A divulgação dessa pesquisa acontece em um momento em que o Congresso americano analisa a reforma da saúde mental. O interesse na eficácia dos tratamentos cresce em meio ao debate sobre o possível papel da doença mental em assassinatos em massa nos EUA.
O principal tratamento para os cerca de 2 milhões de americanos diagnosticados com a doença é uma forte dose de medicamentos antipsicóticos, que bloqueiam alucinações e delírios. Esses remédios, contudo, podem também acarretar ganho de peso e tremores aos pacientes.
A nova descoberta, segundo especialistas, pode ajudar a estabelecer um novo padrão de atendimento no primeiro estágio psicótico.
Nessa fase, que acontece geralmente entre o final da adolescência e os vinte e poucos anos, o indivíduo sofre a primeira ruptura com a realidade e fica com medo e profundamente desconfiado.
Os antipsicóticos usados no combate da doença funcionam muito bem para uma parte das pessoas, que conseguem eliminar a psicose com baixos efeitos colaterais.
A maioria, contudo, sofre mais seus efeitos adversos. Estudos mostram que 75% das pessoas deixam de tomar a medicação em um intervalo de um ano e meio.

Transtorno Bipolar: da euforia à depressão
O transtorno bipolar é progressivo e leva à perda da função de neurônios, segundo novos estudos, liderados por pesquisadores brasileiros.
A doença, caracterizada pela alternância entre depressão e euforia (mania, como os médicos dizem), atinge 2,2% da população: são 4,2 milhões de brasileiros, segundo estimativa da Associação Brasileira de Psiquiatria.
Crises bipolares não têm nada a ver com as mudanças de humor da pessoa “de lua”, que passa uma manhã agitada ou se irrita facilmente.

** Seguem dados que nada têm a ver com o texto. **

//! # Session Repository
//!
//! Storage for server-side sessions keyed by opaque cookie tokens.
//!
//! The repository stores and retrieves rows; the idle-timeout policy
//! (how stale `last_regenerated_at` may be) lives in the server layer,
//! which also decides when to call [`SessionRepository::touch`].

use chrono::{DateTime, Utc};
use sqlx::SqlitePool;
use tracing::debug;

use invoice_core::types::Session;

use crate::error::DbResult;

#[derive(Debug, sqlx::FromRow)]
struct SessionRow {
    token: String,
    user_id: String,
    created_at: DateTime<Utc>,
    last_regenerated_at: DateTime<Utc>,
}

impl From<SessionRow> for Session {
    fn from(row: SessionRow) -> Self {
        Session {
            token: row.token,
            user_id: row.user_id,
            created_at: row.created_at,
            last_regenerated_at: row.last_regenerated_at,
        }
    }
}

/// Repository for session storage.
#[derive(Debug, Clone)]
pub struct SessionRepository {
    pool: SqlitePool,
}

impl SessionRepository {
    /// Creates a new session repository.
    pub fn new(pool: SqlitePool) -> Self {
        SessionRepository { pool }
    }

    /// Stores a new session.
    pub async fn insert(&self, session: &Session) -> DbResult<()> {
        sqlx::query(
            r#"
            INSERT INTO sessions (token, user_id, created_at, last_regenerated_at)
            VALUES (?, ?, ?, ?)
            "#,
        )
        .bind(&session.token)
        .bind(&session.user_id)
        .bind(session.created_at)
        .bind(session.last_regenerated_at)
        .execute(&self.pool)
        .await?;

        debug!(user_id = %session.user_id, "Session stored");
        Ok(())
    }

    /// Looks up a session by token. Expiry is the caller's concern.
    pub async fn find(&self, token: &str) -> DbResult<Option<Session>> {
        let row = sqlx::query_as::<_, SessionRow>(
            r#"
            SELECT token, user_id, created_at, last_regenerated_at
            FROM sessions
            WHERE token = ?
            "#,
        )
        .bind(token)
        .fetch_optional(&self.pool)
        .await?;

        Ok(row.map(Session::from))
    }

    /// Refreshes the idle-timeout anchor for an active session.
    pub async fn touch(&self, token: &str, now: DateTime<Utc>) -> DbResult<()> {
        sqlx::query("UPDATE sessions SET last_regenerated_at = ? WHERE token = ?")
            .bind(now)
            .bind(token)
            .execute(&self.pool)
            .await?;

        Ok(())
    }

    /// Destroys a session. Deleting an unknown token is a no-op.
    pub async fn delete(&self, token: &str) -> DbResult<()> {
        sqlx::query("DELETE FROM sessions WHERE token = ?")
            .bind(token)
            .execute(&self.pool)
            .await?;

        Ok(())
    }

    /// Destroys every session belonging to a user (e.g. after a password
    /// reset).
    pub async fn delete_for_user(&self, user_id: &str) -> DbResult<u64> {
        let result = sqlx::query("DELETE FROM sessions WHERE user_id = ?")
            .bind(user_id)
            .execute(&self.pool)
            .await?;

        Ok(result.rows_affected())
    }

    /// Sweeps sessions whose idle anchor is older than `cutoff`.
    pub async fn delete_idle_before(&self, cutoff: DateTime<Utc>) -> DbResult<u64> {
        let result = sqlx::query("DELETE FROM sessions WHERE last_regenerated_at < ?")
            .bind(cutoff)
            .execute(&self.pool)
            .await?;

        if result.rows_affected() > 0 {
            debug!(swept = result.rows_affected(), "Idle sessions swept");
        }
        Ok(result.rows_affected())
    }
}

// =============================================================================
// Unit Tests
// =============================================================================

#[cfg(test)]
mod tests {
    use super::*;
    use crate::pool::{Database, DbConfig};
    use chrono::Duration;

    async fn test_db() -> Database {
        let db = Database::new(DbConfig::in_memory()).await.unwrap();
        sqlx::query(
            r#"
            INSERT INTO users (id, username, email, password_hash, created_at, updated_at)
            VALUES ('u1', 'asha', 'asha@shop.test', 'hash', ?, ?)
            "#,
        )
        .bind(Utc::now())
        .bind(Utc::now())
        .execute(db.pool())
        .await
        .unwrap();
        db
    }

    fn session(token: &str, anchored_at: DateTime<Utc>) -> Session {
        Session {
            token: token.to_string(),
            user_id: "u1".to_string(),
            created_at: anchored_at,
            last_regenerated_at: anchored_at,
        }
    }

    #[tokio::test]
    async fn test_insert_find_delete() {
        let db = test_db().await;
        let s = session("tok-1", Utc::now());

        db.sessions().insert(&s).await.unwrap();
        let found = db.sessions().find("tok-1").await.unwrap().unwrap();
        assert_eq!(found.user_id, "u1");

        db.sessions().delete("tok-1").await.unwrap();
        assert!(db.sessions().find("tok-1").await.unwrap().is_none());

        // Deleting again is a no-op
        db.sessions().delete("tok-1").await.unwrap();
    }

    #[tokio::test]
    async fn test_touch_moves_idle_anchor() {
        let db = test_db().await;
        let old = Utc::now() - Duration::minutes(20);
        db.sessions().insert(&session("tok-1", old)).await.unwrap();

        let now = Utc::now();
        db.sessions().touch("tok-1", now).await.unwrap();

        let found = db.sessions().find("tok-1").await.unwrap().unwrap();
        assert!(found.last_regenerated_at > old);
    }

    #[tokio::test]
    async fn test_sweep_idle_sessions() {
        let db = test_db().await;
        let now = Utc::now();
        db.sessions()
            .insert(&session("stale", now - Duration::minutes(45)))
            .await
            .unwrap();
        db.sessions().insert(&session("fresh", now)).await.unwrap();

        let swept = db
            .sessions()
            .delete_idle_before(now - Duration::minutes(30))
            .await
            .unwrap();
        assert_eq!(swept, 1);
        assert!(db.sessions().find("stale").await.unwrap().is_none());
        assert!(db.sessions().find("fresh").await.unwrap().is_some());
    }

    #[tokio::test]
    async fn test_delete_for_user_clears_all() {
        let db = test_db().await;
        let now = Utc::now();
        db.sessions().insert(&session("a", now)).await.unwrap();
        db.sessions().insert(&session("b", now)).await.unwrap();

        let deleted = db.sessions().delete_for_user("u1").await.unwrap();
        assert_eq!(deleted, 2);
    }
}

A doença, caracterizada pela alternância entre depressão e euforia (mania, como os médicos dizem), atinge 2,2% da população: são 4,2 milhões de brasileiros, segundo estimativa da Associação Brasileira de Psiquiatria

Um episódio de mania pode durar dias ou semanas e levar a alteração do sono, perda do senso crítico e comportamentos compulsivos como comprar demais ou consumir álcool e drogas.

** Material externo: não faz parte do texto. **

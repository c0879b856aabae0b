//! # invoice-core: Pure Business Logic for Micro Invoice POS
//!
//! This crate is the **heart** of Micro Invoice POS. It contains all business
//! logic as pure functions with zero I/O dependencies.
//!
//! ## Architecture Position
//! ```text
//! ┌─────────────────────────────────────────────────────────────────────────┐
//! │                   Micro Invoice POS Architecture                        │
//! │                                                                         │
//! │  ┌─────────────────────────────────────────────────────────────────┐   │
//! │  │                    HTTP API (apps/api-server)                   │   │
//! │  │    ?action=read|create|update|delete|register|login|...         │   │
//! │  └─────────────────────────────┬───────────────────────────────────┘   │
//! │                                │                                        │
//! │  ┌─────────────────────────────▼───────────────────────────────────┐   │
//! │  │               ★ invoice-core (THIS CRATE) ★                     │   │
//! │  │                                                                 │   │
//! │  │   ┌───────────┐  ┌───────────┐  ┌───────────┐  ┌───────────┐  │   │
//! │  │   │   types   │  │   money   │  │  pricing  │  │ validation│  │   │
//! │  │   │  Invoice  │  │   Money   │  │ subtotal  │  │   rules   │  │   │
//! │  │   │  LineItem │  │  GST math │  │   total   │  │  checks   │  │   │
//! │  │   └───────────┘  └───────────┘  └───────────┘  └───────────┘  │   │
//! │  │                                                                 │   │
//! │  │   NO I/O • NO DATABASE • NO NETWORK • PURE FUNCTIONS           │   │
//! │  └─────────────────────────────────────────────────────────────────┘   │
//! │                                │                                        │
//! │  ┌─────────────────────────────▼───────────────────────────────────┐   │
//! │  │                  invoice-db (Database Layer)                    │   │
//! │  │             SQLite queries, migrations, repositories            │   │
//! │  └─────────────────────────────────────────────────────────────────┘   │
//! └─────────────────────────────────────────────────────────────────────────┘
//! ```
//!
//! ## Modules
//!
//! - [`types`] - Domain types (User, Invoice, LineItem, Session, ...)
//! - [`money`] - Money type with integer arithmetic (no floating point!)
//! - [`pricing`] - The pricing engine: line subtotals and invoice totals
//! - [`error`] - Domain error types
//! - [`validation`] - Business rule validation
//!
//! ## Design Principles
//!
//! 1. **Pure Functions**: Every function is deterministic - same input = same output
//! 2. **No I/O**: Database, network, file system access is FORBIDDEN here
//! 3. **Integer Money**: All monetary values are in paise (i64) to avoid float errors
//! 4. **Explicit Errors**: All errors are typed, never strings or panics
//!
//! ## Example Usage
//!
//! ```rust
//! use invoice_core::money::Money;
//! use invoice_core::pricing::line_subtotal;
//! use invoice_core::types::GstRate;
//!
//! // price 100.00, qty 2, discount 20.00, GST 18%
//! let subtotal = line_subtotal(
//!     Money::from_rupees(100.0),
//!     2,
//!     Money::from_rupees(20.0),
//!     GstRate::Eighteen,
//! );
//!
//! // (200.00 - 20.00) * 1.18 = 212.40
//! assert_eq!(subtotal.paise(), 21240);
//! ```

// =============================================================================
// Module Declarations
// =============================================================================

pub mod error;
pub mod money;
pub mod pricing;
pub mod types;
pub mod validation;

// =============================================================================
// Re-exports for Convenience
// =============================================================================
// These allow users to do `use invoice_core::Money` instead of
// `use invoice_core::money::Money`

pub use error::ValidationError;
pub use money::Money;
pub use types::*;

// =============================================================================
// Crate-Level Constants
// =============================================================================

/// Maximum line items allowed in a single invoice
///
/// ## Business Reason
/// Prevents runaway submissions and keeps the rendered invoice printable.
pub const MAX_INVOICE_ITEMS: usize = 100;

/// Maximum quantity of a single line item
///
/// ## Business Reason
/// Prevents accidental over-ordering (e.g., typing 1000 instead of 10)
pub const MAX_ITEM_QUANTITY: i64 = 999;

/// Maximum price or discount of a single line item, in paise (₹10 billion)
///
/// ## Business Reason
/// Bounds the arithmetic domain: with quantity capped at 999 and invoices
/// at 100 items, every subtotal and total stays far inside i64 even at the
/// top GST slab, so the integer math cannot overflow.
pub const MAX_AMOUNT_PAISE: i64 = 1_000_000_000_000;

Como tantos outros nomes de patologias, a expressão “bipolar” é usada fora do contexto médico. “Há um entendimento errado da bipolaridade. É uma doença muito grave, com uma série de sintomas. Mudar de humor rapidamente não faz o diagnóstico”, diz o psiquiatra Beny Lafer, coordenador do Programa de Transtorno Bipolar do Hospital das Clínicas de São Paulo.
A bipolaridade é a doença mental que mais mata por suicídio: cerca de 15% dos doentes se matam. Os pacientes têm um risco 28 vezes maior de apresentar comportamento suicida do que o resto da população e até metade dos doentes tenta se matar, mostram levantamentos.
“A expectativa de vida de homens bipolares é 13 anos menor e de mulheres bipolares é 12 anos menor do que a da população em geral, segundo um estudo dinamarquês. A expectativa de vida do bipolar é comparável à do esquizofrênico”, diz o psiquiatra Fábio Gomes de Matos e Souza, professor e também pesquisador da Universidade Federal do Ceará.
Considerando a gravidade, os médicos todos criticam a popularização do termo.
“É banalizar a doença. Estar triste é uma coisa, estar deprimido e não conseguir sair de casa é outra”, diz a psiquiatra Ângela Scippa, presidente da Associação Brasileira de Transtorno Bipolar.
De acordo com as últimas descobertas científicas, as crises de euforia e depressão são tóxicas ao cérebro.